Segment Start: Record extracts

use std::fmt;
use std::str::FromStr;

use crate::common::{RequestId, RequesterId, ResponderId};

/// Delivery address for outbound events.
#[derive(Debug, Clone, Copy, PartialEq, Eq, Hash)]
pub enum Topic {
    /// Everything addressed to one requester
    Requester(RequesterId),
    /// Everything addressed to one responder
    Responder(ResponderId),
    /// Tracking feed for one request (requester app, operators)
    Request(RequestId),
}

impl fmt::Display for Topic {
    fn fmt(&self, f: &mut fmt::Formatter<'_>) -> fmt::Result {
        match self {
            Topic::Requester(id) => write!(f, "requester:{}", id),
            Topic::Responder(id) => write!(f, "responder:{}", id),
            Topic::Request(id) => write!(f, "request:{}", id),
        }
    }
}

#[derive(Debug, Clone, PartialEq, Eq, thiserror::Error)]
#[error("unknown topic: {0}")]
pub struct InvalidTopic(pub String);

impl FromStr for Topic {
    type Err = InvalidTopic;

    fn from_str(s: &str) -> Result<Self, Self::Err> {
        let invalid = || InvalidTopic(s.to_string());
        let (prefix, id) = s.split_once(':').ok_or_else(invalid)?;
        match prefix {
            "requester" => id.parse().map(Topic::Requester).map_err(|_| invalid()),
            "responder" => id.parse().map(Topic::Responder).map_err(|_| invalid()),
            "request" => id.parse().map(Topic::Request).map_err(|_| invalid()),
            _ => Err(invalid()),
        }
    }
}
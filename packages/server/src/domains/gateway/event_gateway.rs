//! Event gateway: the boundary between the dispatch engine and whatever
//! transport delivers events to people.
//!
//! Outbound events go onto [`StreamHub`] topics; SSE handlers (or any other
//! bridge) subscribe to those topics. Inbound JSON is decoded into the typed
//! [`InboundMessage`] and handed to the session manager by the caller. The
//! gateway holds no state beyond the hub's channel buffers.

use tokio::sync::broadcast;
use tracing::debug;

use super::topic::Topic;
use crate::common::{RequestId, RequesterId, ResponderId};
use crate::domains::dispatch::commands::InboundMessage;
use crate::domains::dispatch::errors::{DispatchError, DispatchResult};
use crate::domains::dispatch::events::DispatchEvent;
use crate::domains::dispatch::models::{EmergencyRequest, OfferBroadcast};
use crate::kernel::stream_hub::StreamHub;

pub type DispatchHub = StreamHub<Topic, DispatchEvent>;

#[derive(Clone, Default)]
pub struct EventGateway {
    hub: DispatchHub,
}

impl EventGateway {
    pub fn new(hub: DispatchHub) -> Self {
        Self { hub }
    }

    pub fn hub(&self) -> &DispatchHub {
        &self.hub
    }

    pub async fn subscribe(&self, topic: Topic) -> broadcast::Receiver<DispatchEvent> {
        self.hub.subscribe(topic).await
    }

    /// Send one `request.offer` to every candidate in the broadcast.
    pub async fn broadcast_offer(&self, request: &EmergencyRequest, offer: &OfferBroadcast) {
        for candidate in &offer.candidates {
            let event = DispatchEvent::Offer {
                request_id: request.id,
                emergency_type: request.emergency_type,
                severity: request.severity,
                responder_class: request.responder_class,
                pickup: request.pickup.clone(),
                distance_meters: candidate.distance_meters,
                deadline: offer.deadline,
            };
            self.notify_responder(candidate.responder_id, event).await;
        }
        debug!(request_id = %request.id, candidates = offer.candidates.len(), "offer broadcast");
    }

    /// Deliver to the requester. The event is mirrored on the request's
    /// tracking topic so operators following the request see it too.
    pub async fn notify_requester(&self, requester_id: RequesterId, event: DispatchEvent) {
        let request_id = event.request_id();
        let reached = self
            .hub
            .publish(&Topic::Requester(requester_id), event.clone())
            .await;
        self.hub.publish(&Topic::Request(request_id), event.clone()).await;
        debug!(request_id = %request_id, requester_id = %requester_id, kind = event.kind(), reached, "requester notified");
    }

    pub async fn notify_responder(&self, responder_id: ResponderId, event: DispatchEvent) {
        let kind = event.kind();
        let reached = self.hub.publish(&Topic::Responder(responder_id), event).await;
        debug!(responder_id = %responder_id, kind, reached, "responder notified");
    }

    pub async fn notify_responders(
        &self,
        responders: impl IntoIterator<Item = ResponderId>,
        event: DispatchEvent,
    ) {
        for responder_id in responders {
            self.notify_responder(responder_id, event.clone()).await;
        }
    }

    /// Publish on the tracking topic only.
    pub async fn publish_tracking(&self, request_id: RequestId, event: DispatchEvent) {
        self.hub.publish(&Topic::Request(request_id), event).await;
    }

    /// Decode one inbound JSON message.
    pub fn decode(raw: serde_json::Value) -> DispatchResult<InboundMessage> {
        serde_json::from_value(raw).map_err(|e| DispatchError::validation(e.to_string()))
    }
}

#[cfg(test)]
mod tests {
    use super::*;

    #[tokio::test]
    async fn test_requester_events_mirror_to_tracking() {
        let gateway = EventGateway::default();
        let requester = RequesterId::new();
        let request_id = RequestId::new();

        let mut personal = gateway.subscribe(Topic::Requester(requester)).await;
        let mut tracking = gateway.subscribe(Topic::Request(request_id)).await;

        gateway
            .notify_requester(requester, DispatchEvent::Timeout { request_id })
            .await;

        assert_eq!(personal.recv().await.unwrap().kind(), "request.timeout");
        assert_eq!(tracking.recv().await.unwrap().kind(), "request.timeout");
    }

    #[tokio::test]
    async fn test_responder_event_not_seen_by_others() {
        let gateway = EventGateway::default();
        let a = ResponderId::new();
        let b = ResponderId::new();
        let mut rx_b = gateway.subscribe(Topic::Responder(b)).await;

        gateway
            .notify_responder(a, DispatchEvent::OfferTaken { request_id: RequestId::new() })
            .await;

        assert!(rx_b.try_recv().is_err());
    }

    #[test]
    fn test_decode_rejects_malformed() {
        let err = EventGateway::decode(serde_json::json!({ "kind": "accept" })).unwrap_err();
        assert_eq!(err.code(), "validation");
    }
}
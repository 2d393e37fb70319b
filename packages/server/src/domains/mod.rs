// Business domains
pub mod dispatch;
pub mod gateway;
pub mod geo_index;
pub mod presence;
pub mod ranking;
pub mod routing;
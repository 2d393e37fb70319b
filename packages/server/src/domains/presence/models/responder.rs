use chrono::{DateTime, Utc};
use serde::{Deserialize, Serialize};

use crate::common::{GeoPoint, RequestId, ResponderId};

// ============================================================================
// Enums
// ============================================================================

/// Clinical capability of a responder unit.
#[derive(Debug, Clone, Copy, PartialEq, Eq, Hash, Serialize, Deserialize)]
pub enum ResponderClass {
    /// Basic life support
    #[serde(rename = "BLS", alias = "basic", alias = "bls")]
    Bls,
    /// Advanced life support
    #[serde(rename = "ALS", alias = "advanced", alias = "als")]
    Als,
}

impl ResponderClass {
    pub fn as_str(&self) -> &'static str {
        match self {
            Self::Bls => "BLS",
            Self::Als => "ALS",
        }
    }
}

/// Who operates the unit. Public units are dispatched within the tighter
/// radius; private bookings search wider.
#[derive(Debug, Clone, Copy, PartialEq, Eq, Hash, Default, Serialize, Deserialize)]
#[serde(rename_all = "snake_case")]
pub enum ServiceTier {
    #[default]
    #[serde(alias = "government")]
    Public,
    Private,
}

impl ServiceTier {
    pub fn as_str(&self) -> &'static str {
        match self {
            Self::Public => "public",
            Self::Private => "private",
        }
    }
}

#[derive(Debug, Clone, Copy, PartialEq, Eq, Hash, Default, Serialize, Deserialize)]
#[serde(rename_all = "snake_case")]
pub enum AvailabilityStatus {
    #[default]
    Offline,
    Available,
    OnDuty,
    Maintenance,
}

impl AvailabilityStatus {
    pub fn as_str(&self) -> &'static str {
        match self {
            Self::Offline => "offline",
            Self::Available => "available",
            Self::OnDuty => "on_duty",
            Self::Maintenance => "maintenance",
        }
    }
}

// ============================================================================
// Presence record
// ============================================================================

/// Last known state of one responder unit.
///
/// `status == OnDuty` exactly when `session` is set. Only the presence
/// tracker writes these fields.
#[derive(Debug, Clone, PartialEq, Serialize, Deserialize)]
pub struct ResponderPresence {
    pub id: ResponderId,
    pub class: ResponderClass,
    pub tier: ServiceTier,
    /// Last reported position; consumers must treat it as possibly stale
    pub position: Option<GeoPoint>,
    pub status: AvailabilityStatus,
    pub session: Option<RequestId>,
    pub completed_rides: u32,
    pub rating_average: f64,
    pub rating_count: u32,
    pub updated_at: DateTime<Utc>,
}

impl ResponderPresence {
    pub fn new(
        id: ResponderId,
        class: ResponderClass,
        tier: ServiceTier,
        position: Option<GeoPoint>,
    ) -> Self {
        Self {
            id,
            class,
            tier,
            position,
            status: AvailabilityStatus::Offline,
            session: None,
            completed_rides: 0,
            rating_average: 0.0,
            rating_count: 0,
            updated_at: Utc::now(),
        }
    }

    pub fn is_available(&self) -> bool {
        self.status == AvailabilityStatus::Available
    }

    pub fn is_bound(&self) -> bool {
        self.session.is_some()
    }
}

#[cfg(test)]
mod tests {
    use super::*;

    #[test]
    fn test_class_accepts_aliases() {
        let basic: ResponderClass = serde_json::from_str("\"basic\"").unwrap();
        let bls: ResponderClass = serde_json::from_str("\"BLS\"").unwrap();
        let advanced: ResponderClass = serde_json::from_str("\"advanced\"").unwrap();
        assert_eq!(basic, ResponderClass::Bls);
        assert_eq!(bls, ResponderClass::Bls);
        assert_eq!(advanced, ResponderClass::Als);
        assert_eq!(serde_json::to_string(&basic).unwrap(), "\"BLS\"");
    }

    #[test]
    fn test_unknown_class_rejected() {
        assert!(serde_json::from_str::<ResponderClass>("\"helicopter\"").is_err());
    }

    #[test]
    fn test_government_is_public() {
        let tier: ServiceTier = serde_json::from_str("\"government\"").unwrap();
        assert_eq!(tier, ServiceTier::Public);
        assert_eq!(ServiceTier::default(), ServiceTier::Public);
    }

    #[test]
    fn test_new_responder_starts_offline() {
        let r = ResponderPresence::new(
            ResponderId::new(),
            ResponderClass::Als,
            ServiceTier::Private,
            None,
        );
        assert_eq!(r.status, AvailabilityStatus::Offline);
        assert!(!r.is_bound());
        assert_eq!(r.completed_rides, 0);
    }
}
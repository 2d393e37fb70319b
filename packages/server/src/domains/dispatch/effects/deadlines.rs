//! Offer deadlines.
//!
//! One cancellable delayed task per searching request. The task races a
//! sleep against the request's [`CancellationToken`]; whichever resolves
//! first wins. Accept, assignment and cancellation disarm the deadline, so
//! a resolved request never sees its expiry side effects.

use std::collections::HashMap;
use std::future::Future;
use std::sync::Arc;
use std::time::Duration;

use tokio::sync::RwLock;
use tokio_util::sync::CancellationToken;
use tracing::debug;

use crate::common::RequestId;

#[derive(Clone, Default)]
pub struct OfferDeadlines {
    armed: Arc<RwLock<HashMap<RequestId, CancellationToken>>>,
}

impl OfferDeadlines {
    pub fn new() -> Self {
        Self::default()
    }

    /// Run `on_expiry` after `after` unless disarmed first.
    ///
    /// Re-arming a request cancels its previous deadline.
    pub async fn arm<F>(&self, request_id: RequestId, after: Duration, on_expiry: F)
    where
        F: Future<Output = ()> + Send + 'static,
    {
        let token = CancellationToken::new();
        if let Some(previous) = self.armed.write().await.insert(request_id, token.clone()) {
            previous.cancel();
        }

        let armed = self.armed.clone();
        tokio::spawn(async move {
            tokio::select! {
                biased;
                _ = token.cancelled() => {
                    debug!(request_id = %request_id, "offer deadline disarmed");
                }
                _ = tokio::time::sleep(after) => {
                    armed.write().await.remove(&request_id);
                    debug!(request_id = %request_id, "offer deadline fired");
                    on_expiry.await;
                }
            }
        });
    }

    /// Cancel the pending deadline. Returns whether one was armed.
    pub async fn disarm(&self, request_id: RequestId) -> bool {
        match self.armed.write().await.remove(&request_id) {
            Some(token) => {
                token.cancel();
                true
            }
            None => false,
        }
    }

    pub async fn is_armed(&self, request_id: RequestId) -> bool {
        self.armed.read().await.contains_key(&request_id)
    }

    /// Cancel every pending deadline (shutdown).
    pub async fn disarm_all(&self) -> usize {
        let mut armed = self.armed.write().await;
        let count = armed.len();
        for (_, token) in armed.drain() {
            token.cancel();
        }
        count
    }
}

#[cfg(test)]
mod tests {
    use super::*;
    use std::sync::atomic::{AtomicUsize, Ordering};

    #[tokio::test(start_paused = true)]
    async fn test_fires_after_deadline() {
        let deadlines = OfferDeadlines::new();
        let fired = Arc::new(AtomicUsize::new(0));
        let id = RequestId::new();

        let counter = fired.clone();
        deadlines
            .arm(id, Duration::from_secs(120), async move {
                counter.fetch_add(1, Ordering::SeqCst);
            })
            .await;

        tokio::time::sleep(Duration::from_secs(119)).await;
        assert_eq!(fired.load(Ordering::SeqCst), 0);

        tokio::time::sleep(Duration::from_secs(2)).await;
        assert_eq!(fired.load(Ordering::SeqCst), 1);
        assert!(!deadlines.is_armed(id).await);
    }

    #[tokio::test(start_paused = true)]
    async fn test_disarmed_deadline_never_fires() {
        let deadlines = OfferDeadlines::new();
        let fired = Arc::new(AtomicUsize::new(0));
        let id = RequestId::new();

        let counter = fired.clone();
        deadlines
            .arm(id, Duration::from_secs(120), async move {
                counter.fetch_add(1, Ordering::SeqCst);
            })
            .await;

        tokio::time::sleep(Duration::from_secs(5)).await;
        assert!(deadlines.disarm(id).await);

        tokio::time::sleep(Duration::from_secs(300)).await;
        assert_eq!(fired.load(Ordering::SeqCst), 0);
        assert!(!deadlines.disarm(id).await);
    }

    #[tokio::test(start_paused = true)]
    async fn test_disarm_all() {
        let deadlines = OfferDeadlines::new();
        for _ in 0..3 {
            deadlines
                .arm(RequestId::new(), Duration::from_secs(10), async {})
                .await;
        }
        assert_eq!(deadlines.disarm_all().await, 3);
    }
}
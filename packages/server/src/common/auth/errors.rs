use thiserror::Error;

use super::DispatchCapability;

/// Authorization errors for dispatch sessions
#[derive(Error, Debug, Clone, PartialEq, Eq)]
pub enum AuthError {
    #[error("not authorized to {capability}: {reason}")]
    NotAuthorized {
        capability: &'static str,
        reason: &'static str,
    },
}

impl AuthError {
    pub(super) fn denied(capability: DispatchCapability, reason: &'static str) -> Self {
        Self::NotAuthorized {
            capability: capability.as_str(),
            reason,
        }
    }
}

Segment End: Record extracts

The word "position" occurs on some lines of the entries. Work out how many such lines there are and reply with the number alone.

## Output of the exercise
4